Verifying StableLogSumExp gradients...

StableLogSumExp gradcheck: PASSED

Custom gradient shape: torch.Size([3, 10])

Gradient row sums (should be ~1.0): tensor([1.0000, 1.0000, 1.0000],

grad_fn=<SumBackward1>)

Quantization gradient (straight-through, same shape as weights): torch.Size([4, 4])

Gradient values (all 1.0 — passed straight through): tensor([1.])

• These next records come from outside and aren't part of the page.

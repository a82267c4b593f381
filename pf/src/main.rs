use std::fs;
use std::path::Path;
use std::sync::Arc;

use clap::Parser;
use colored::Colorize;
use eyre::{Context, Result};
use prismastore::{Backend, FileBackend, MemoryBackend, Priority, RecordStore, StoreError, Task, TaskPatch};
use tracing::{debug, info, warn};

use prismaflow::advisor::{ANALYSIS_UNAVAILABLE_MESSAGE, Advisor};
use prismaflow::cli::{Cli, Command};
use prismaflow::config::{Config, StorageBackend};
use prismaflow::repl::ChatSession;

fn setup_logging(cli_log_level: Option<&str>, config_log_level: Option<&str>, log_dir: &Path) -> Result<()> {
    // Note: Can't log params here since logging isn't initialized yet
    fs::create_dir_all(log_dir).context("Failed to create log directory")?;

    // Determine log level with priority: CLI --log-level > config file > default (INFO)
    let level = match cli_log_level.or(config_log_level) {
        Some(s) => match s.to_uppercase().as_str() {
            "TRACE" => tracing::Level::TRACE,
            "DEBUG" => tracing::Level::DEBUG,
            "INFO" => tracing::Level::INFO,
            "WARN" | "WARNING" => tracing::Level::WARN,
            "ERROR" => tracing::Level::ERROR,
            _ => {
                eprintln!("Warning: Unknown log-level '{}', defaulting to INFO", s);
                tracing::Level::INFO
            }
        },
        None => tracing::Level::INFO,
    };

    let log_file = fs::OpenOptions::new()
        .create(true)
        .append(true)
        .open(log_dir.join("prismaflow.log"))
        .context("Failed to open log file")?;

    tracing_subscriber::fmt()
        .with_writer(log_file)
        .with_ansi(false)
        .with_env_filter(tracing_subscriber::EnvFilter::from_default_env().add_directive(level.into()))
        .init();

    info!("Logging initialized (level: {:?})", level);
    Ok(())
}

#[tokio::main]
async fn main() -> Result<()> {
    let cli = Cli::parse();

    let config = Config::load(cli.config.as_ref()).context("Failed to load configuration")?;

    setup_logging(
        cli.log_level.as_deref(),
        config.log_level.as_deref(),
        &config.storage.log_dir(),
    )
    .context("Failed to setup logging")?;

    let store = open_store(&config).await.context("Failed to open record store")?;

    debug!(command = ?cli.command, "main: dispatching command");
    match cli.command {
        Command::Register { username, email } => cmd_register(&store, &username, &email).await,
        Command::Login { email } => cmd_login(&store, &email).await,
        Command::Logout => cmd_logout(&store).await,
        Command::Whoami => cmd_whoami(&store),
        Command::List => cmd_list(&store).await,
        Command::Add {
            title,
            due,
            description,
            priority,
        } => cmd_add(&store, &title, &description, priority, due).await,
        Command::Update {
            id,
            title,
            description,
            priority,
            due,
        } => {
            let patch = TaskPatch {
                title,
                description,
                priority,
                due_date: due,
                completed: None,
            };
            cmd_update(&store, &id, patch).await
        }
        Command::Done { id } => cmd_update(&store, &id, TaskPatch::completed(true)).await,
        Command::Undo { id } => cmd_update(&store, &id, TaskPatch::completed(false)).await,
        Command::Delete { id } => cmd_delete(&store, &id).await,
        Command::Analyze => cmd_analyze(&config, &store).await,
        Command::Subtasks { id } => cmd_subtasks(&config, &store, &id).await,
        Command::Chat => cmd_chat(&config, &store).await,
    }
}

async fn open_store(config: &Config) -> Result<RecordStore> {
    let backend: Arc<dyn Backend> = match config.storage.backend {
        StorageBackend::File => Arc::new(FileBackend::open(&config.storage.data_dir)?),
        StorageBackend::Memory => {
            info!("Using in-memory backend; records end with this process");
            Arc::new(MemoryBackend::new())
        }
    };
    Ok(RecordStore::open(backend, Arc::new(prismastore::RandomIds)).await?)
}

async fn cmd_register(store: &RecordStore, username: &str, email: &str) -> Result<()> {
    let account = store.register(username, email).await?;
    println!(
        "{} Neural ID {} registered ({})",
        "✓".green(),
        account.email.bold(),
        account.id.dimmed()
    );
    Ok(())
}

async fn cmd_login(store: &RecordStore, email: &str) -> Result<()> {
    let account = store.login(email).await?;
    println!("{} Signed in as {} <{}>", "✓".green(), account.username.bold(), account.email);
    Ok(())
}

async fn cmd_logout(store: &RecordStore) -> Result<()> {
    store.logout().await?;
    println!("Signed out.");
    Ok(())
}

fn cmd_whoami(store: &RecordStore) -> Result<()> {
    match store.session() {
        Some(account) => println!("{} <{}> ({})", account.username.bold(), account.email, account.id.dimmed()),
        None => println!("not signed in"),
    }
    Ok(())
}

async fn cmd_list(store: &RecordStore) -> Result<()> {
    if store.session().is_none() {
        println!("not signed in");
        return Ok(());
    }

    let tasks = store.list_tasks().await?;
    let (completed, pending): (Vec<&Task>, Vec<&Task>) = tasks.iter().partition(|t| t.completed);

    println!("{}", "Operational Core".bright_cyan().bold());
    if pending.is_empty() {
        println!("  {}", "No pending objectives.".dimmed());
    }
    for task in &pending {
        print_task(task);
    }

    println!();
    println!("{}", "History Log".bright_cyan().bold());
    if completed.is_empty() {
        println!("  {}", "Nothing completed yet.".dimmed());
    }
    for task in &completed {
        print_task(task);
    }

    let stats = store.stats().await?;
    println!();
    println!(
        "Total: {}  Workload: {}  Completed: {}  Efficiency: {}%",
        stats.total, stats.pending, stats.completed, stats.efficiency_percent
    );
    Ok(())
}

fn print_task(task: &Task) {
    let priority = match task.priority {
        Priority::High => task.priority.to_string().red(),
        Priority::Medium => task.priority.to_string().yellow(),
        Priority::Low => task.priority.to_string().green(),
    };
    let title = if task.completed {
        task.title.strikethrough()
    } else {
        task.title.bold()
    };
    println!("  {}  {}  [{}]  due {}", task.id.dimmed(), title, priority, task.due_date);
    if !task.description.is_empty() {
        println!("      {}", task.description.dimmed());
    }
}

async fn cmd_add(
    store: &RecordStore,
    title: &str,
    description: &str,
    priority: Priority,
    due: chrono::NaiveDate,
) -> Result<()> {
    let task = store.create_task(title, description, priority, due).await?;
    println!("{} Created {} ({})", "✓".green(), task.title.bold(), task.id);
    Ok(())
}

async fn cmd_update(store: &RecordStore, id: &str, patch: TaskPatch) -> Result<()> {
    if patch.is_empty() {
        eyre::bail!("Nothing to update: pass at least one of --title, --description, --priority, --due");
    }
    let task = store.update_task(id, patch).await?;
    println!("{} Updated {}", "✓".green(), task.title.bold());
    Ok(())
}

async fn cmd_delete(store: &RecordStore, id: &str) -> Result<()> {
    store.delete_task(id).await?;
    println!("Deleted {}", id);
    Ok(())
}

fn advisor(config: &Config) -> Result<Advisor> {
    config.validate()?;
    Advisor::from_config(config).context("Failed to create advisor")
}

async fn cmd_analyze(config: &Config, store: &RecordStore) -> Result<()> {
    let advisor = advisor(config)?;
    let tasks = store.list_tasks().await?;

    match advisor.analyze_tasks(&tasks).await {
        Ok(summary) => println!("{}", summary),
        Err(e) if e.is_configuration() => return Err(e).context("Analysis could not be prepared"),
        Err(e) => {
            warn!(error = %e, "cmd_analyze: analysis failed");
            println!("{}", ANALYSIS_UNAVAILABLE_MESSAGE.red());
        }
    }
    Ok(())
}

async fn cmd_subtasks(config: &Config, store: &RecordStore, id: &str) -> Result<()> {
    let advisor = advisor(config)?;
    let tasks = store.list_tasks().await?;
    let task = tasks
        .iter()
        .find(|t| t.id == id)
        .ok_or_else(|| StoreError::RecordNotFound(id.to_string()))?;

    match advisor.suggest_subtasks(task).await {
        Ok(subtasks) => {
            println!("{}", task.title.bold());
            for (i, subtask) in subtasks.iter().enumerate() {
                println!("  {}. {}", i + 1, subtask);
            }
        }
        Err(e) if e.is_configuration() => return Err(e).context("Subtasks could not be prepared"),
        Err(e) => {
            warn!(error = %e, "cmd_subtasks: suggestion failed");
            println!("{}", ANALYSIS_UNAVAILABLE_MESSAGE.red());
        }
    }
    Ok(())
}

async fn cmd_chat(config: &Config, store: &RecordStore) -> Result<()> {
    if store.session().is_none() {
        eyre::bail!(StoreError::Unauthorized);
    }
    let advisor = advisor(config)?;
    ChatSession::new(&advisor, store).run().await
}
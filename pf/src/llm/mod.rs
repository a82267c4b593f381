//! LLM client module for PrismaFlow
//!
//! Provides the provider-agnostic completion trait and the Gemini transport.

use std::sync::Arc;

use tracing::debug;

pub mod client;
mod error;
mod gemini;
mod types;

pub use client::LlmClient;
pub use error::LlmError;
pub use gemini::GeminiClient;
pub use types::{CompletionRequest, CompletionResponse, FinishReason, Message, Role, TokenUsage};

use crate::config::LlmConfig;

/// Create an LLM client based on the provider specified in config
///
/// Supports the "gemini" provider.
pub fn create_client(config: &LlmConfig) -> Result<Arc<dyn LlmClient>, LlmError> {
    debug!(provider = %config.provider, model = %config.model, "create_client: called");
    match config.provider.as_str() {
        "gemini" => Ok(Arc::new(GeminiClient::from_config(config)?)),
        other => {
            debug!(provider = %other, "create_client: unknown provider");
            Err(LlmError::UnknownProvider(other.to_string()))
        }
    }
}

💡When to Write Custom Gradients

Numerical stability: when the Chain Rule gradient overflows or underflows for your specific operation — log-sum-exp, softmax with large logits, division by values that can approach zero
Non-differentiable operations: when you need to define a surrogate gradient for operations that are mathematically non-differentiable — quantization, thresholding, straight-through estimators for binary neural networks
Performance: when Autograd's generic gradient is significantly slower than a hand-optimized kernel — fused operations that combine multiple steps can be faster than the generic backward graph
Memory optimization: when you want to recompute intermediates in backward() rather than storing them in forward() — a form of manual gradient checkpointing for specific operations
Always verify with torch.autograd.gradcheck() using float64 inputs — float32 is not precise enough for finite difference verification to be reliable

📊 Production Insight

Custom gradients are not an advanced technique for researchers only — they are a practical tool that every production ML engineer encounters. The most common production scenario is implementing a numerically stable version of a standard operation that Autograd handles correctly but not stably for your specific input distribution.

The gradcheck verification step is mandatory before deployment. A custom backward() that is mathematically wrong is significantly harder to debug than a failing test — the model will train, loss will decrease, and incorrect gradients will be invisible until you compare against a numerically estimated baseline.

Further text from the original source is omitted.